━━━ Records to process
//! Database dialects and their operator tables.
//!
//! Each supported engine gets one adapter implementing [`DbAdapter`]. The
//! adapters are pure lookups: the same operator always yields the same
//! template, whoever runs the query and whatever their context holds.

use crate::operator::DomainOperator;
use envmodel_core::{ConfigError, DomainError, Error, Result};

/// SQL dialect for generating dialect-specific SQL.
#[derive(Debug, Clone, Copy, Default, PartialEq, Eq)]
pub enum Dialect {
    /// PostgreSQL dialect (uses $1, $2 placeholders)
    #[default]
    Postgres,
    /// SQLite dialect (uses ?1, ?2 placeholders)
    Sqlite,
    /// MySQL dialect (uses ? placeholders)
    Mysql,
}

impl Dialect {
    /// Generate a placeholder for the given parameter index (1-based).
    pub fn placeholder(self, index: usize) -> String {
        match self {
            Dialect::Postgres => format!("${index}"),
            Dialect::Sqlite => format!("?{index}"),
            Dialect::Mysql => "?".to_string(),
        }
    }

    /// Check if this dialect supports ILIKE.
    pub const fn supports_ilike(self) -> bool {
        matches!(self, Dialect::Postgres)
    }

    /// Quote an identifier for this dialect.
    ///
    /// Embedded quote characters are doubled:
    /// - For Postgres/SQLite: `"` becomes `""`
    /// - For MySQL: `` ` `` becomes ``` `` ```
    pub fn quote_identifier(self, name: &str) -> String {
        match self {
            Dialect::Postgres | Dialect::Sqlite => {
                let escaped = name.replace('"', "\"\"");
                format!("\"{}\"", escaped)
            }
            Dialect::Mysql => {
                let escaped = name.replace('`', "``");
                format!("`{}`", escaped)
            }
        }
    }

    /// Most bound parameters one statement may carry.
    ///
    /// SQLite's default `SQLITE_MAX_VARIABLE_NUMBER` is 32766; Postgres and
    /// MySQL count parameters in a 16-bit field.
    pub const fn max_params(self) -> usize {
        match self {
            Dialect::Postgres | Dialect::Mysql => 65_535,
            Dialect::Sqlite => 32_766,
        }
    }

    pub const fn name(self) -> &'static str {
        match self {
            Dialect::Postgres => "postgres",
            Dialect::Sqlite => "sqlite",
            Dialect::Mysql => "mysql",
        }
    }
}

/// Operator translation contract of one database dialect.
///
/// Templates contain exactly one `?` standing for the bound operand. The
/// forms `%?%` (operand wrapped in wildcards) and `(?)` (operand expanded
/// to a list) are spelled out literally.
pub trait DbAdapter: Send + Sync + std::fmt::Debug {
    /// The dialect used for placeholders and identifier quoting.
    fn dialect(&self) -> Dialect;

    /// SQL template for `operator`, or `None` when the adapter cannot
    /// express it.
    fn operator_sql(&self, operator: DomainOperator) -> Option<&'static str>;

    /// Placeholder for the given parameter index (1-based).
    fn placeholder(&self, index: usize) -> String {
        self.dialect().placeholder(index)
    }

    fn quote_identifier(&self, name: &str) -> String {
        self.dialect().quote_identifier(name)
    }

    /// Most bound parameters one statement may carry.
    fn max_params(&self) -> usize {
        self.dialect().max_params()
    }

    /// Like [`operator_sql`](Self::operator_sql) but fails loudly.
    fn require_operator(&self, operator: DomainOperator) -> Result<&'static str> {
        self.operator_sql(operator).ok_or_else(|| {
            Error::Domain(DomainError::unsupported(
                operator.as_str(),
                self.dialect().name(),
            ))
        })
    }
}

/// PostgreSQL operator table.
#[derive(Debug, Clone, Copy, Default)]
pub struct PostgresAdapter;

impl DbAdapter for PostgresAdapter {
    fn dialect(&self) -> Dialect {
        Dialect::Postgres
    }

    fn operator_sql(&self, operator: DomainOperator) -> Option<&'static str> {
        match operator {
            DomainOperator::Equals => Some("= ?"),
            DomainOperator::NotEquals => Some("!= ?"),
            DomainOperator::Like => Some("LIKE %?%"),
            DomainOperator::NotLike => Some("NOT LIKE %?%"),
            DomainOperator::LikePattern => Some("LIKE ?"),
            DomainOperator::ILike => Some("ILIKE %?%"),
            DomainOperator::NotILike => Some("NOT ILIKE %?%"),
            DomainOperator::ILikePattern => Some("ILIKE ?"),
            DomainOperator::In => Some("IN (?)"),
            DomainOperator::NotIn => Some("NOT IN (?)"),
            DomainOperator::Lower => Some("< ?"),
            DomainOperator::LowerOrEqual => Some("<= ?"),
            DomainOperator::Greater => Some("> ?"),
            DomainOperator::GreaterOrEqual => Some(">= ?"),
            DomainOperator::ChildOf => None,
        }
    }
}

/// SQLite operator table.
///
/// SQLite has no ILIKE; its LIKE is already case-insensitive for ASCII.
#[derive(Debug, Clone, Copy, Default)]
pub struct SqliteAdapter;

impl DbAdapter for SqliteAdapter {
    fn dialect(&self) -> Dialect {
        Dialect::Sqlite
    }

    fn operator_sql(&self, operator: DomainOperator) -> Option<&'static str> {
        match operator {
            DomainOperator::Equals => Some("= ?"),
            DomainOperator::NotEquals => Some("<> ?"),
            DomainOperator::Like | DomainOperator::ILike => Some("LIKE %?%"),
            DomainOperator::NotLike | DomainOperator::NotILike => Some("NOT LIKE %?%"),
            DomainOperator::LikePattern | DomainOperator::ILikePattern => Some("LIKE ?"),
            DomainOperator::In => Some("IN (?)"),
            DomainOperator::NotIn => Some("NOT IN (?)"),
            DomainOperator::Lower => Some("< ?"),
            DomainOperator::LowerOrEqual => Some("<= ?"),
            DomainOperator::Greater => Some("> ?"),
            DomainOperator::GreaterOrEqual => Some(">= ?"),
            DomainOperator::ChildOf => None,
        }
    }
}

/// MySQL operator table.
///
/// With the default case-insensitive collations LIKE covers the ilike family.
#[derive(Debug, Clone, Copy, Default)]
pub struct MysqlAdapter;

impl DbAdapter for MysqlAdapter {
    fn dialect(&self) -> Dialect {
        Dialect::Mysql
    }

    fn operator_sql(&self, operator: DomainOperator) -> Option<&'static str> {
        match operator {
            DomainOperator::Equals => Some("= ?"),
            DomainOperator::NotEquals => Some("<> ?"),
            DomainOperator::Like | DomainOperator::ILike => Some("LIKE %?%"),
            DomainOperator::NotLike | DomainOperator::NotILike => Some("NOT LIKE %?%"),
            DomainOperator::LikePattern | DomainOperator::ILikePattern => Some("LIKE ?"),
            DomainOperator::In => Some("IN (?)"),
            DomainOperator::NotIn => Some("NOT IN (?)"),
            DomainOperator::Lower => Some("< ?"),
            DomainOperator::LowerOrEqual => Some("<= ?"),
            DomainOperator::Greater => Some("> ?"),
            DomainOperator::GreaterOrEqual => Some(">= ?"),
            DomainOperator::ChildOf => None,
        }
    }
}

/// Select the adapter for a configured driver name.
pub fn adapter_for_driver(driver: &str) -> Result<Box<dyn DbAdapter>> {
    match driver.trim().to_lowercase().as_str() {
        "postgres" | "postgresql" => Ok(Box::new(PostgresAdapter)),
        "sqlite" | "sqlite3" => Ok(Box::new(SqliteAdapter)),
        "mysql" => Ok(Box::new(MysqlAdapter)),
        other => Err(Error::Config(ConfigError {
            message: format!("no database adapter for driver '{other}'"),
            source: None,
        })),
    }
}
━━━━━━
### Aim of the exercise
Please repeat the whole listing above, keeping every line exactly as it reads.

### Result for this task
//! Database dialects and their operator tables.
//!
//! Each supported engine gets one adapter implementing [`DbAdapter`]. The
//! adapters are pure lookups: the same operator always yields the same
//! template, whoever runs the query and whatever their context holds.

use crate::operator::DomainOperator;
use envmodel_core::{ConfigError, DomainError, Error, Result};

/// SQL dialect for generating dialect-specific SQL.
#[derive(Debug, Clone, Copy, Default, PartialEq, Eq)]
pub enum Dialect {
    /// PostgreSQL dialect (uses $1, $2 placeholders)
    #[default]
    Postgres,
    /// SQLite dialect (uses ?1, ?2 placeholders)
    Sqlite,
    /// MySQL dialect (uses ? placeholders)
    Mysql,
}

impl Dialect {
    /// Generate a placeholder for the given parameter index (1-based).
    pub fn placeholder(self, index: usize) -> String {
        match self {
            Dialect::Postgres => format!("${index}"),
            Dialect::Sqlite => format!("?{index}"),
            Dialect::Mysql => "?".to_string(),
        }
    }

    /// Check if this dialect supports ILIKE.
    pub const fn supports_ilike(self) -> bool {
        matches!(self, Dialect::Postgres)
    }

    /// Quote an identifier for this dialect.
    ///
    /// Embedded quote characters are doubled:
    /// - For Postgres/SQLite: `"` becomes `""`
    /// - For MySQL: `` ` `` becomes ``` `` ```
    pub fn quote_identifier(self, name: &str) -> String {
        match self {
            Dialect::Postgres | Dialect::Sqlite => {
                let escaped = name.replace('"', "\"\"");
                format!("\"{}\"", escaped)
            }
            Dialect::Mysql => {
                let escaped = name.replace('`', "``");
                format!("`{}`", escaped)
            }
        }
    }

    /// Most bound parameters one statement may carry.
    ///
    /// SQLite's default `SQLITE_MAX_VARIABLE_NUMBER` is 32766; Postgres and
    /// MySQL count parameters in a 16-bit field.
    pub const fn max_params(self) -> usize {
        match self {
            Dialect::Postgres | Dialect::Mysql => 65_535,
            Dialect::Sqlite => 32_766,
        }
    }

    pub const fn name(self) -> &'static str {
        match self {
            Dialect::Postgres => "postgres",
            Dialect::Sqlite => "sqlite",
            Dialect::Mysql => "mysql",
        }
    }
}

/// Operator translation contract of one database dialect.
///
/// Templates contain exactly one `?` standing for the bound operand. The
/// forms `%?%` (operand wrapped in wildcards) and `(?)` (operand expanded
/// to a list) are spelled out literally.
pub trait DbAdapter: Send + Sync + std::fmt::Debug {
    /// The dialect used for placeholders and identifier quoting.
    fn dialect(&self) -> Dialect;

    /// SQL template for `operator`, or `None` when the adapter cannot
    /// express it.
    fn operator_sql(&self, operator: DomainOperator) -> Option<&'static str>;

    /// Placeholder for the given parameter index (1-based).
    fn placeholder(&self, index: usize) -> String {
        self.dialect().placeholder(index)
    }

    fn quote_identifier(&self, name: &str) -> String {
        self.dialect().quote_identifier(name)
    }

    /// Most bound parameters one statement may carry.
    fn max_params(&self) -> usize {
        self.dialect().max_params()
    }

    /// Like [`operator_sql`](Self::operator_sql) but fails loudly.
    fn require_operator(&self, operator: DomainOperator) -> Result<&'static str> {
        self.operator_sql(operator).ok_or_else(|| {
            Error::Domain(DomainError::unsupported(
                operator.as_str(),
                self.dialect().name(),
            ))
        })
    }
}

/// PostgreSQL operator table.
#[derive(Debug, Clone, Copy, Default)]
pub struct PostgresAdapter;

impl DbAdapter for PostgresAdapter {
    fn dialect(&self) -> Dialect {
        Dialect::Postgres
    }

    fn operator_sql(&self, operator: DomainOperator) -> Option<&'static str> {
        match operator {
            DomainOperator::Equals => Some("= ?"),
            DomainOperator::NotEquals => Some("!= ?"),
            DomainOperator::Like => Some("LIKE %?%"),
            DomainOperator::NotLike => Some("NOT LIKE %?%"),
            DomainOperator::LikePattern => Some("LIKE ?"),
            DomainOperator::ILike => Some("ILIKE %?%"),
            DomainOperator::NotILike => Some("NOT ILIKE %?%"),
            DomainOperator::ILikePattern => Some("ILIKE ?"),
            DomainOperator::In => Some("IN (?)"),
            DomainOperator::NotIn => Some("NOT IN (?)"),
            DomainOperator::Lower => Some("< ?"),
            DomainOperator::LowerOrEqual => Some("<= ?"),
            DomainOperator::Greater => Some("> ?"),
            DomainOperator::GreaterOrEqual => Some(">= ?"),
            DomainOperator::ChildOf => None,
        }
    }
}

/// SQLite operator table.
///
/// SQLite has no ILIKE; its LIKE is already case-insensitive for ASCII.
#[derive(Debug, Clone, Copy, Default)]
pub struct SqliteAdapter;

impl DbAdapter for SqliteAdapter {
    fn dialect(&self) -> Dialect {
        Dialect::Sqlite
    }

    fn operator_sql(&self, operator: DomainOperator) -> Option<&'static str> {
        match operator {
            DomainOperator::Equals => Some("= ?"),
            DomainOperator::NotEquals => Some("<> ?"),
            DomainOperator::Like | DomainOperator::ILike => Some("LIKE %?%"),
            DomainOperator::NotLike | DomainOperator::NotILike => Some("NOT LIKE %?%"),
            DomainOperator::LikePattern | DomainOperator::ILikePattern => Some("LIKE ?"),
            DomainOperator::In => Some("IN (?)"),
            DomainOperator::NotIn => Some("NOT IN (?)"),
            DomainOperator::Lower => Some("< ?"),
            DomainOperator::LowerOrEqual => Some("<= ?"),
            DomainOperator::Greater => Some("> ?"),
            DomainOperator::GreaterOrEqual => Some(">= ?"),
            DomainOperator::ChildOf => None,
        }
    }
}

/// MySQL operator table.
///
/// With the default case-insensitive collations LIKE covers the ilike family.
#[derive(Debug, Clone, Copy, Default)]
pub struct MysqlAdapter;

impl DbAdapter for MysqlAdapter {
    fn dialect(&self) -> Dialect {
        Dialect::Mysql
    }

    fn operator_sql(&self, operator: DomainOperator) -> Option<&'static str> {
        match operator {
            DomainOperator::Equals => Some("= ?"),
            DomainOperator::NotEquals => Some("<> ?"),
            DomainOperator::Like | DomainOperator::ILike => Some("LIKE %?%"),
            DomainOperator::NotLike | DomainOperator::NotILike => Some("NOT LIKE %?%"),
            DomainOperator::LikePattern | DomainOperator::ILikePattern => Some("LIKE ?"),
            DomainOperator::In => Some("IN (?)"),
            DomainOperator::NotIn => Some("NOT IN (?)"),
            DomainOperator::Lower => Some("< ?"),
            DomainOperator::LowerOrEqual => Some("<= ?"),
            DomainOperator::Greater => Some("> ?"),
            DomainOperator::GreaterOrEqual => Some(">= ?"),
            DomainOperator::ChildOf => None,
        }
    }
}

/// Select the adapter for a configured driver name.
pub fn adapter_for_driver(driver: &str) -> Result<Box<dyn DbAdapter>> {
    match driver.trim().to_lowercase().as_str() {
        "postgres" | "postgresql" => Ok(Box::new(PostgresAdapter)),
        "sqlite" | "sqlite3" => Ok(Box::new(SqliteAdapter)),
        "mysql" => Ok(Box::new(MysqlAdapter)),
        other => Err(Error::Config(ConfigError {
            message: format!("no database adapter for driver '{other}'"),
            source: None,
        })),
    }
}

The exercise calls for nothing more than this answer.